In the current code asset b has no policy, but b is monitored by the reconciliation sensor. As a result, as soon as a is updated, asset b will be marked as stale and then a run will be started to update b. If this immediate update isn't desirable, you can add a freshness policy to asset b:

from dagster import (
    AssetSelection,
    FreshnessPolicy,
    asset,
    build_asset_reconciliation_sensor,
    repository,
)


@asset
def a():
    pass


# add a freshness policy for b
@asset(freshness_policy=FreshnessPolicy(maximum_lag_minutes=5))
def b(a):
    pass


@asset(freshness_policy=FreshnessPolicy(maximum_lag_minutes=2))
def c(a):
    pass


update_sensor = build_asset_reconciliation_sensor(
    name="update_sensor", asset_selection=AssetSelection.all()
)


@repository
def my_repo():
    return [[a, b, c], [update_sensor]]

When multiple freshness policies exist, Dagster determines the minimal amount of work needed to meet all of the policies. In this example, a is refreshed every two minutes by c, so b can be refreshed without re-running a again. In contrast, a simple cron scheduler would redundantly run a for each run of b and c. Freshness policies reduce the work done by the scheduler!

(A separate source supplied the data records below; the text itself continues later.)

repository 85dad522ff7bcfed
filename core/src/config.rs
use crate::errors::{TweeterError, TweeterResult};
use serde::{Deserialize, Serialize};
use std::fs;
use std::path::{Path, PathBuf};
use std::time::Duration;

/// Name used for the config and data directories
pub const APP_NAME: &str = "mini-tweeter";

const DEFAULT_API_URL: &str = "http://localhost:8000";
const DEFAULT_TIMEOUT_SECS: u64 = 120;

/// Configuration for the API gateway and session storage
#[derive(Debug, Serialize, Deserialize, Clone, PartialEq)]
pub struct ClientConfig {
    pub api_url: Option<String>,
    pub timeout_secs: Option<u64>,
    pub with_credentials: Option<bool>,
    pub storage_dir: Option<PathBuf>,
    pub log_level: Option<String>,
}

impl Default for ClientConfig {
    fn default() -> Self {
        Self {
            api_url: Some(DEFAULT_API_URL.to_string()),
            timeout_secs: Some(DEFAULT_TIMEOUT_SECS),
            with_credentials: Some(true),
            storage_dir: None,
            log_level: Some("warn".to_string()),
        }
    }
}

impl ClientConfig {
    /// Loads configuration from a file if it exists, otherwise returns the default config
    pub fn load_from_file(path: &Path) -> TweeterResult<Self> {
        if path.exists() {
            let content = fs::read_to_string(path).map_err(|e| {
                TweeterError::ConfigError(format!("Failed to read config file: {}", e))
            })?;

            let config: Self = toml::from_str(&content).map_err(|e| {
                TweeterError::ConfigError(format!("Failed to parse config file: {}", e))
            })?;

            Ok(Self::default().merge(&config))
        } else {
            Ok(Self::default())
        }
    }

    /// Saves configuration to a file
    pub fn save_to_file(&self, path: &Path) -> TweeterResult<()> {
        let content = toml::to_string(self).map_err(|e| {
            TweeterError::ConfigError(format!("Failed to serialize config: {}", e))
        })?;

        if let Some(parent) = path.parent() {
            fs::create_dir_all(parent).map_err(|e| {
                TweeterError::ConfigError(format!("Failed to create config directory: {}", e))
            })?;
        }

        fs::write(path, content).map_err(|e| {
            TweeterError::ConfigError(format!("Failed to write config file: {}", e))
        })?;

        Ok(())
    }

    /// Merges this config with another config, preferring values from the other config if present
    pub fn merge(&self, other: &Self) -> Self {
        Self {
            api_url: other.api_url.clone().or_else(|| self.api_url.clone()),
            timeout_secs: other.timeout_secs.or(self.timeout_secs),
            with_credentials: other.with_credentials.or(self.with_credentials),
            storage_dir: other
                .storage_dir
                .clone()
                .or_else(|| self.storage_dir.clone()),
            log_level: other.log_level.clone().or_else(|| self.log_level.clone()),
        }
    }

    pub fn api_url(&self) -> &str {
        self.api_url.as_deref().unwrap_or(DEFAULT_API_URL)
    }

    pub fn timeout(&self) -> Duration {
        Duration::from_secs(self.timeout_secs.unwrap_or(DEFAULT_TIMEOUT_SECS))
    }

    pub fn with_credentials(&self) -> bool {
        self.with_credentials.unwrap_or(true)
    }

    /// Directory holding the persisted session, falling back to the platform data dir
    pub fn resolve_storage_dir(&self) -> TweeterResult<PathBuf> {
        if let Some(dir) = &self.storage_dir {
            return Ok(dir.clone());
        }
        let data_dir = dirs::data_local_dir().ok_or_else(|| {
            TweeterError::ConfigError("Could not determine local data directory".to_string())
        })?;
        Ok(data_dir.join(APP_NAME))
    }
}

/// Helper function to get default config directory
pub fn get_default_config_dir() -> TweeterResult<PathBuf> {
    let home_dir = dirs::home_dir().ok_or_else(|| {
        TweeterError::ConfigError("Could not determine home directory".to_string())
    })?;

    Ok(home_dir.join(".config").join(APP_NAME))
}

/// Helper function to get default config file path
pub fn get_default_config_file() -> TweeterResult<PathBuf> {
    let config_dir = get_default_config_dir()?;
    Ok(config_dir.join("config.toml"))
}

The data assets are now fully declarative. You tell Dagster how fresh c should be and Dagster does the rest. Asset a is updated when it needs to be, not any more or less frequently.

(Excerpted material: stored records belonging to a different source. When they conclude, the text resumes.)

use clap::Parser;
use colored::*;
use std::sync::Arc;
use tracing::{debug, info};
use tweeter_core::{
    ApiGateway, AuthService, CancellationToken, ClientConfig, FileStorage, ProfileUpdate,
    SessionStore, get_default_config_file,
};

mod app;
mod cli;
mod logging;
mod output;

use crate::cli::{Args, Command};

/// Resolve configuration: config file, then environment and command-line overrides
fn load_config(args: &Args) -> anyhow::Result<ClientConfig> {
    let path = match &args.config {
        Some(path) => path.clone(),
        None => get_default_config_file()?,
    };
    let file_config = ClientConfig::load_from_file(&path)?;

    let overrides = ClientConfig {
        api_url: args.api_url.clone(),
        timeout_secs: None,
        with_credentials: None,
        storage_dir: args.storage_dir.clone(),
        log_level: args.verbose.then(|| "debug".to_string()),
    };
    Ok(file_config.merge(&overrides))
}

#[tokio::main]
async fn main() -> anyhow::Result<()> {
    // .env must be loaded before clap reads TWEETER_API_URL
    dotenvy::dotenv().ok();

    let args = Args::parse();
    let config = load_config(&args)?;
    logging::init(config.log_level.as_deref().unwrap_or("warn"));
    debug!(?config, "Loaded configuration");

    let storage_dir = config.resolve_storage_dir()?;
    info!("Using session storage at {}", storage_dir.display());
    let sessions = Arc::new(SessionStore::new(Arc::new(FileStorage::new(storage_dir))));

    // Ctrl-C abandons the in-flight call instead of killing the process mid-write
    let cancel = CancellationToken::new();
    let on_interrupt = cancel.clone();
    tokio::spawn(async move {
        if tokio::signal::ctrl_c().await.is_ok() {
            on_interrupt.cancel();
        }
    });

    let gateway = ApiGateway::new(&config, sessions.clone())?;
    let auth = AuthService::new(gateway).with_cancellation(cancel);

    let result = match args.command {
        Command::Register {
            first_name,
            last_name,
            email,
            password,
        } => app::run_register(&auth, first_name, last_name, email, password).await,
        Command::Login { email, password } => app::run_login(&auth, email, password).await,
        Command::Logout => app::run_logout(&auth).await,
        Command::Whoami => app::run_whoami(&sessions),
        Command::Token => app::run_token(&sessions),
        Command::Profile {
            username,
            name,
            last_name,
            email,
            change_password,
        } => {
            let update = ProfileUpdate {
                username,
                name,
                last_name,
                email,
                password: None,
            };
            app::run_profile_update(&auth, update, change_password).await
        }
    };

    if let Err(e) = result {
        // Normalized API failures were already printed
        if e.downcast_ref::<tweeter_core::NormalizedResult>().is_none() {
            eprintln!("{} {:#}", "Error:".red().bold(), e);
        }
        std::process::exit(1);
    }

    Ok(())
}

Step 5: Change code versions#

While this guide has focused on assets becoming stale due to time passing and new data becoming available, there's one more aspect to consider. Assets can also become stale if their definitions change because code has been updated.

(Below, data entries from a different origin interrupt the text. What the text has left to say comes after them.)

pub mod manager;
pub mod models;
pub mod user_store;
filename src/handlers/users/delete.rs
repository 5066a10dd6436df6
// handlers/users/delete.rs - POST /users/delete handler
use axum::{http::StatusCode, response::Json};
use serde_json::{json, Value};

use crate::error::ApiError;
use crate::services::user_service::{DeleteUserInput, UserService};

/// POST /users/delete - Delete a user by user_id or mob_num
///
/// Removes every matching row, history rows included. Responds 404 when
/// nothing matched and 400 when neither identifier is given.
pub async fn delete_user(
    body: Option<Json<DeleteUserInput>>,
) -> Result<(StatusCode, Json<Value>), ApiError> {
    let Json(input) = body.ok_or_else(|| ApiError::bad_request("Request body is missing."))?;

    let service = UserService::new().await?;
    service.delete_user(input).await?;

    Ok((
        StatusCode::OK,
        Json(json!({
            "status": "Success",
            "message": "User deleted successfully.",
        })),
    ))
}
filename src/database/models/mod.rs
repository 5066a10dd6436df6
pub mod user;
pub mod config;
pub mod database;
pub mod error;
pub mod handlers;
pub mod services;
pub mod validate;
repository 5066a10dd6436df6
// handlers/users/update.rs - POST /users/update handler
use axum::{http::StatusCode, response::Json};
use serde_json::{json, Value};

use crate::error::ApiError;
use crate::services::user_service::{BatchUpdateReport, UpdateUsersInput, UserService};

/// POST /users/update - Batch update users
///
/// Expected input: `{ "user_ids": [...], "update_data": { user_id: fields } }`.
/// Unknown ids are skipped and reported; an invalid field on any found user
/// aborts the whole batch with a 400 and nothing is committed. A manager_id
/// field triggers the history-preserving reassignment protocol.
pub async fn update_users(
    body: Option<Json<UpdateUsersInput>>,
) -> Result<(StatusCode, Json<Value>), ApiError> {
    let Json(input) = body.ok_or_else(|| ApiError::bad_request("Request body is missing."))?;

    let service = UserService::new().await?;
    let report = service.update_users(input).await?;

    Ok((StatusCode::OK, Json(response_body(&report))))
}

/// A clean batch is a plain success; skipped ids downgrade it to a partial
/// success carrying the ids as one comma-joined string.
fn response_body(report: &BatchUpdateReport) -> Value {
    if report.skipped_users.is_empty() {
        json!({
            "status": "Success",
            "message": "Users updated successfully.",
        })
    } else {
        json!({
            "status": "Partial Success",
            "message": "Users updated successfully.",
            "skipped_users": report.skipped_users.join(", "),
        })
    }
}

In Dagster, it's possible to indicate that an asset is stale by updating its code_version. For example, existing code in production might be labeled with version 0.1:

from dagster import AssetSelection, asset, build_asset_reconciliation_sensor, repository


@asset
def a():
    pass


# original code version
@asset(code_version="0.1")
def b(a):
    pass


@asset
def c(b):
    pass


update_sensor = build_asset_reconciliation_sensor(
    name="update_sensor", asset_selection=AssetSelection.all()
)


@repository
def my_repo():
    return [[a, b, c], [update_sensor]]

These assets would be managed by the reconciliation scheduler and considered fresh when all three have been materialized:

If you make a substantial change to your code, you can increment the op_version:

from dagster import AssetSelection, asset, build_asset_reconciliation_sensor, repository


@asset
def a():
    pass


# update code version
@asset(code_version="0.2")
def b(a):
    return "significant change"


@asset
def c(b):
    pass


update_sensor = build_asset_reconciliation_sensor(
    name="update_sensor", asset_selection=AssetSelection.all()
)


@repository
def my_repo():
    return [[a, b, c], [update_sensor]]

When the new asset definitions are loaded, b and the downstream asset c will be flagged as stale:

In testing environments, the stale assets can be manually materialized to verify the code change:

In production, a reconciliation sensor will launch runs to refresh the stale assets taking into account any of their freshness policies.


Conclusion#

Declarative scheduling simplifies how data pipelines are built, and it helps data engineers meet the needs of their stakeholders. Freshness policies can map to data SLAs. An executive dashboard with KPIs might have a strict SLA and freshness policy with a low lag time, whereas retraining a ML model may accept a greater lag.